Requirement
Find how many lines in the entries below carry the word "indices" and answer with only that figure.

Data section
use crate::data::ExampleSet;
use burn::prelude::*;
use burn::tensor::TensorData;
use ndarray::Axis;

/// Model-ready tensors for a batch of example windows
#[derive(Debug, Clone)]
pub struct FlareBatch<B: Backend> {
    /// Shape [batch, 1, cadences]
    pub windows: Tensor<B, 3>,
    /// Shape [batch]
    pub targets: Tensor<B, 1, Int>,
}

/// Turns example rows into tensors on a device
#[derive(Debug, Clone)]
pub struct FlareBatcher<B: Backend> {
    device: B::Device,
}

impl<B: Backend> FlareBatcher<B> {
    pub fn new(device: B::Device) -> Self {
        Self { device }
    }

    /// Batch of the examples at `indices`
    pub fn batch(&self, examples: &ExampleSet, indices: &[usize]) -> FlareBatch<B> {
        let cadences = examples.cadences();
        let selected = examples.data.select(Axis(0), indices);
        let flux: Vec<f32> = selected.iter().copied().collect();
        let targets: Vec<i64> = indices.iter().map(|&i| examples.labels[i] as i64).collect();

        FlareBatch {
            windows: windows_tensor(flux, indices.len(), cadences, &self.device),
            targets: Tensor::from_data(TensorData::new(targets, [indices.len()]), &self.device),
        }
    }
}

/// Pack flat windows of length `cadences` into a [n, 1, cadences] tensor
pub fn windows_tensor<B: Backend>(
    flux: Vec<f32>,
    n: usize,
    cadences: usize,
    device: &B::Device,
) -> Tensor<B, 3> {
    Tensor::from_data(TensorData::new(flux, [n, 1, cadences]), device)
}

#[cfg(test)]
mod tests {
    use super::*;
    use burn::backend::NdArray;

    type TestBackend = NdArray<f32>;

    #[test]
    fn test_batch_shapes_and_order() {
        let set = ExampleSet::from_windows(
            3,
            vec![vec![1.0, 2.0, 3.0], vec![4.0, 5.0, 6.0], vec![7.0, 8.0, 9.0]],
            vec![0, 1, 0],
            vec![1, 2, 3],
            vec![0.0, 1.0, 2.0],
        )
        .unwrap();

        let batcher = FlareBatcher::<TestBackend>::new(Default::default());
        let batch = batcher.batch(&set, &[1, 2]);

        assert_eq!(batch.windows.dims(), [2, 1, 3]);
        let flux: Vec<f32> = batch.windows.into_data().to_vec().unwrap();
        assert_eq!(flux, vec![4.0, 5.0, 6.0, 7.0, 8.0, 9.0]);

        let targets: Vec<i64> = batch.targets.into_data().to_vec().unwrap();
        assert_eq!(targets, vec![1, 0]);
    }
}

Response to this task
6